• _Goal of the exercise_
Look for "toml" in the records and copy every line that has it.

-=-=-=-=-

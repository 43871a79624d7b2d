use std::fs;
use std::path::PathBuf;
use std::sync::OnceLock;

use anyhow::{Context as _, anyhow};
use chrono::{DateTime, Datelike, Duration, NaiveDate, Utc, Weekday};
use chrono_tz::Tz;
use regex::Regex;
use serde::Deserialize;

const TIMEZONE_CONFIG_FILE: &str = "fancy-todo-time.toml";
const TIMEZONE_ENV_VAR: &str = "FANCY_TODO_TZ";
const TIMEZONE_CONFIG_ENV_VAR: &str = "FANCY_TODO_TIME_CONFIG";

#[derive(Debug, Deserialize)]
struct TimezoneConfig {
    timezone: Option<String>,
    time: Option<TimezoneSection>,
}

#[derive(Debug, Deserialize)]
struct TimezoneSection {
    timezone: Option<String>,
}

pub fn app_timezone() -> &'static Tz {
    static APP_TZ: OnceLock<Tz> = OnceLock::new();
    APP_TZ.get_or_init(resolve_app_timezone)
}

#[must_use]
pub fn app_date(dt: DateTime<Utc>) -> NaiveDate {
    dt.with_timezone(app_timezone()).date_naive()
}

#[must_use]
pub fn app_hour(dt: DateTime<Utc>) -> u32 {
    use chrono::Timelike;
    dt.with_timezone(app_timezone()).hour()
}

fn resolve_app_timezone() -> Tz {
    if let Ok(raw) = std::env::var(TIMEZONE_ENV_VAR)
        && let Some(tz) = parse_timezone(&raw, TIMEZONE_ENV_VAR)
    {
        return tz;
    }

    if let Some(path) = timezone_config_path()
        && let Some(tz) = load_timezone_from_file(&path)
    {
        return tz;
    }

    chrono_tz::UTC
}

fn timezone_config_path() -> Option<PathBuf> {
    if let Ok(raw) = std::env::var(TIMEZONE_CONFIG_ENV_VAR) {
        let trimmed = raw.trim();
        if !trimmed.is_empty() {
            return Some(PathBuf::from(trimmed));
        }
    }

    std::env::current_dir()
        .ok()
        .map(|dir| dir.join(TIMEZONE_CONFIG_FILE))
}

fn load_timezone_from_file(path: &PathBuf) -> Option<Tz> {
    if !path.exists() {
        tracing::debug!(file = %path.display(), "timezone config file not found");
        return None;
    }

    let raw = match fs::read_to_string(path) {
        Ok(raw) => raw,
        Err(err) => {
            tracing::error!(file = %path.display(), error = %err, "failed reading timezone config file");
            return None;
        }
    };

    let parsed = match toml::from_str::<TimezoneConfig>(&raw) {
        Ok(parsed) => parsed,
        Err(err) => {
            tracing::error!(file = %path.display(), error = %err, "failed parsing timezone config file");
            return None;
        }
    };

    let timezone = parsed
        .timezone
        .or_else(|| parsed.time.and_then(|section| section.timezone));
    let Some(timezone) = timezone else {
        tracing::warn!(file = %path.display(), "timezone config had no timezone field");
        return None;
    };

    parse_timezone(timezone.as_str(), &format!("file:{}", path.display()))
}

fn parse_timezone(raw: &str, source: &str) -> Option<Tz> {
    let trimmed = raw.trim();
    if trimmed.is_empty() {
        tracing::warn!(source, "timezone source was empty");
        return None;
    }

    match trimmed.parse::<Tz>() {
        Ok(tz) => {
            tracing::info!(source, timezone = %trimmed, "configured app timezone");
            Some(tz)
        }
        Err(err) => {
            tracing::error!(source, timezone = %trimmed, error = %err, "failed to parse timezone id");
            None
        }
    }
}

#[tracing::instrument(skip(now), fields(input = input))]
pub fn parse_date_expr(input: &str, now: DateTime<Utc>) -> anyhow::Result<NaiveDate> {
    let token = input.trim();
    let lower = token.to_ascii_lowercase();
    let today = app_date(now);

    match lower.as_str() {
        "now" | "today" => return Ok(today),
        "tomorrow" => return Ok(today + Duration::days(1)),
        "yesterday" => return Ok(today - Duration::days(1)),
        _ => {}
    }

    if let Some(target_weekday) = parse_weekday_name(&lower) {
        return Ok(next_weekday_date(today, target_weekday));
    }

    let rel_re = Regex::new(r"^(?P<sign>[+-])(?P<num>\d+)d$")
        .map_err(|e| anyhow!("internal regex compile failure: {e}"))?;
    if let Some(caps) = rel_re.captures(token) {
        let sign = caps
            .name("sign")
            .map(|m| m.as_str())
            .ok_or_else(|| anyhow!("missing relative sign"))?;
        let num: i64 = caps
            .name("num")
            .map(|m| m.as_str())
            .ok_or_else(|| anyhow!("missing relative amount"))?
            .parse()
            .map_err(|e| anyhow!("invalid relative number: {e}"))?;
        let duration = Duration::days(num);
        return Ok(if sign == "-" {
            today - duration
        } else {
            today + duration
        });
    }

    if let Ok(date) = NaiveDate::parse_from_str(token, "%Y-%m-%d") {
        return Ok(date);
    }

    if let Ok(dt) = DateTime::parse_from_rfc3339(token) {
        return Ok(app_date(dt.with_timezone(&Utc)));
    }

    Err(anyhow!("unrecognized date expression: {input}")).with_context(|| {
        "supported formats: now/today/tomorrow/yesterday, weekday names (e.g. monday), \
         +Nd/-Nd, YYYY-MM-DD, RFC3339"
    })
}

fn parse_weekday_name(token: &str) -> Option<Weekday> {
    match token.trim() {
        "monday" | "mon" => Some(Weekday::Mon),
        "tuesday" | "tue" | "tues" => Some(Weekday::Tue),
        "wednesday" | "wed" => Some(Weekday::Wed),
        "thursday" | "thu" | "thur" | "thurs" => Some(Weekday::Thu),
        "friday" | "fri" => Some(Weekday::Fri),
        "saturday" | "sat" => Some(Weekday::Sat),
        "sunday" | "sun" => Some(Weekday::Sun),
        _ => None,
    }
}

fn next_weekday_date(from: NaiveDate, target: Weekday) -> NaiveDate {
    let from_idx = from.weekday().num_days_from_monday() as i64;
    let target_idx = target.num_days_from_monday() as i64;
    let mut delta = (7 + target_idx - from_idx) % 7;
    if delta == 0 {
        delta = 7;
    }
    from.checked_add_signed(Duration::days(delta)).unwrap_or(from)
}

pub fn parse_clock_time(token: &str) -> Option<(u32, u32)> {
    let clock_re =
        Regex::new(r"(?i)^(?P<hour>\d{1,2}):(?P<minute>\d{2})\s*(?P<ampm>[ap]m)?$").ok()?;
    let captures = clock_re.captures(token.trim())?;

    let raw_hour = captures.name("hour")?.as_str().parse::<u32>().ok()?;
    let minute = captures.name("minute")?.as_str().parse::<u32>().ok()?;
    if minute > 59 {
        return None;
    }

    let hour = if let Some(ampm_match) = captures.name("ampm") {
        let ampm = ampm_match.as_str().to_ascii_lowercase();
        if raw_hour == 0 || raw_hour > 12 {
            return None;
        }
        match ampm.as_str() {
            "am" => {
                if raw_hour == 12 {
                    0
                } else {
                    raw_hour
                }
            }
            "pm" => {
                if raw_hour == 12 {
                    12
                } else {
                    raw_hour + 12
                }
            }
            _ => return None,
        }
    } else {
        if raw_hour > 23 {
            return None;
        }
        raw_hour
    };

    Some((hour, minute))
}

#[derive(Debug, Clone, Copy, PartialEq, Eq)]
pub enum WeekStart {
    Sunday,
    Monday,
}

impl WeekStart {
    pub fn parse(token: &str) -> Option<Self> {
        match token.trim().to_ascii_lowercase().as_str() {
            "sunday" | "sun" => Some(Self::Sunday),
            "monday" | "mon" => Some(Self::Monday),
            _ => None,
        }
    }
}

#[must_use]
pub fn week_start(date: NaiveDate, origin: WeekStart) -> NaiveDate {
    let back = match origin {
        WeekStart::Sunday => date.weekday().num_days_from_sunday(),
        WeekStart::Monday => date.weekday().num_days_from_monday(),
    };
    date.checked_sub_signed(Duration::days(i64::from(back)))
        .unwrap_or(date)
}

#[must_use]
pub fn slot_hour_string(hour: u32) -> String {
    format!("{hour:02}:00")
}

#[must_use]
pub fn hour_label(hour: u32) -> String {
    let twelve = match hour % 12 {
        0 => 12,
        other => other,
    };
    let suffix = if hour >= 12 { "pm" } else { "am" };
    format!("{twelve} {suffix}")
}

#[must_use]
pub fn format_relative(then: DateTime<Utc>, now: DateTime<Utc>) -> String {
    let diff = now - then;

    if diff < Duration::days(1) {
        if diff.num_hours() < 1 {
            let minutes = diff.num_minutes();
            if minutes < 1 {
                return "Just now".to_string();
            }
            return format!("{minutes}m ago");
        }
        return format!("{}h ago", diff.num_hours());
    }

    if diff < Duration::days(7) {
        return format!("{}d ago", diff.num_days());
    }

    then.with_timezone(app_timezone())
        .format("%b %-d")
        .to_string()
}

#[must_use]
pub fn format_header_date(now: DateTime<Utc>) -> String {
    now.with_timezone(app_timezone())
        .format("%A, %B %-d, %Y")
        .to_string()
}

#[must_use]
pub fn header_greeting(hour: u32) -> &'static str {
    if (5..12).contains(&hour) {
        "Good Morning"
    } else if (12..17).contains(&hour) {
        "Good Afternoon"
    } else if (17..22).contains(&hour) {
        "Good Evening"
    } else {
        "Good Night"
    }
}

#[must_use]
pub fn dashboard_greeting(hour: u32) -> &'static str {
    if hour < 12 {
        "Good morning"
    } else if hour < 18 {
        "Good afternoon"
    } else {
        "Good evening"
    }
}

#[cfg(test)]
mod tests {
    use chrono::{NaiveDate, TimeZone, Utc};

    use super::{
        WeekStart, format_relative, header_greeting, hour_label, parse_clock_time,
        parse_date_expr, slot_hour_string, week_start,
    };

    fn date(y: i32, m: u32, d: u32) -> NaiveDate {
        NaiveDate::from_ymd_opt(y, m, d).expect("valid date")
    }

    #[test]
    fn parses_keywords_and_iso_dates() {
        let now = Utc
            .with_ymd_and_hms(2026, 2, 17, 12, 0, 0)
            .single()
            .expect("valid now");
        assert_eq!(parse_date_expr("today", now).expect("today"), date(2026, 2, 17));
        assert_eq!(
            parse_date_expr("tomorrow", now).expect("tomorrow"),
            date(2026, 2, 18)
        );
        assert_eq!(
            parse_date_expr("2026-03-01", now).expect("iso"),
            date(2026, 3, 1)
        );
        assert_eq!(parse_date_expr("+3d", now).expect("rel"), date(2026, 2, 20));
        assert!(parse_date_expr("not-a-date", now).is_err());
    }

    #[test]
    fn parses_weekday_to_next_occurrence() {
        // 2026-02-17 is a Tuesday; the next Wednesday is the 18th, the
        // next Tuesday a full week out.
        let now = Utc
            .with_ymd_and_hms(2026, 2, 17, 12, 0, 0)
            .single()
            .expect("valid now");
        assert_eq!(
            parse_date_expr("wednesday", now).expect("weekday"),
            date(2026, 2, 18)
        );
        assert_eq!(
            parse_date_expr("tuesday", now).expect("weekday"),
            date(2026, 2, 24)
        );
    }

    #[test]
    fn parses_clock_times() {
        assert_eq!(parse_clock_time("14:00"), Some((14, 0)));
        assert_eq!(parse_clock_time("3:23pm"), Some((15, 23)));
        assert_eq!(parse_clock_time("12:05am"), Some((0, 5)));
        assert_eq!(parse_clock_time("12:00 pm"), Some((12, 0)));
        assert_eq!(parse_clock_time("25:00"), None);
        assert_eq!(parse_clock_time("9:75"), None);
        assert_eq!(parse_clock_time("noon"), None);
    }

    #[test]
    fn week_start_honors_origin() {
        // 2026-08-19 is a Wednesday.
        let wed = date(2026, 8, 19);
        assert_eq!(week_start(wed, WeekStart::Sunday), date(2026, 8, 16));
        assert_eq!(week_start(wed, WeekStart::Monday), date(2026, 8, 17));

        let sun = date(2026, 8, 16);
        assert_eq!(week_start(sun, WeekStart::Sunday), sun);
    }

    #[test]
    fn hour_labels_wrap_noon_and_midnight() {
        assert_eq!(hour_label(0), "12 am");
        assert_eq!(hour_label(9), "9 am");
        assert_eq!(hour_label(12), "12 pm");
        assert_eq!(hour_label(23), "11 pm");
        assert_eq!(slot_hour_string(9), "09:00");
    }

    #[test]
    fn relative_times_step_through_units() {
        let now = Utc
            .with_ymd_and_hms(2026, 8, 23, 12, 0, 0)
            .single()
            .expect("valid now");
        let minute = chrono::Duration::minutes(1);

        assert_eq!(format_relative(now, now), "Just now");
        assert_eq!(format_relative(now - minute * 5, now), "5m ago");
        assert_eq!(format_relative(now - minute * 60 * 3, now), "3h ago");
        assert_eq!(format_relative(now - chrono::Duration::days(2), now), "2d ago");
        assert_eq!(format_relative(now - chrono::Duration::days(10), now), "Aug 13");
    }

    #[test]
    fn greeting_buckets_by_hour() {
        assert_eq!(header_greeting(6), "Good Morning");
        assert_eq!(header_greeting(13), "Good Afternoon");
        assert_eq!(header_greeting(19), "Good Evening");
        assert_eq!(header_greeting(23), "Good Night");
        assert_eq!(header_greeting(2), "Good Night");
    }
}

-=-=-=-=-

• _Solution_
const TIMEZONE_CONFIG_FILE: &str = "fancy-todo-time.toml";
    let parsed = match toml::from_str::<TimezoneConfig>(&raw) {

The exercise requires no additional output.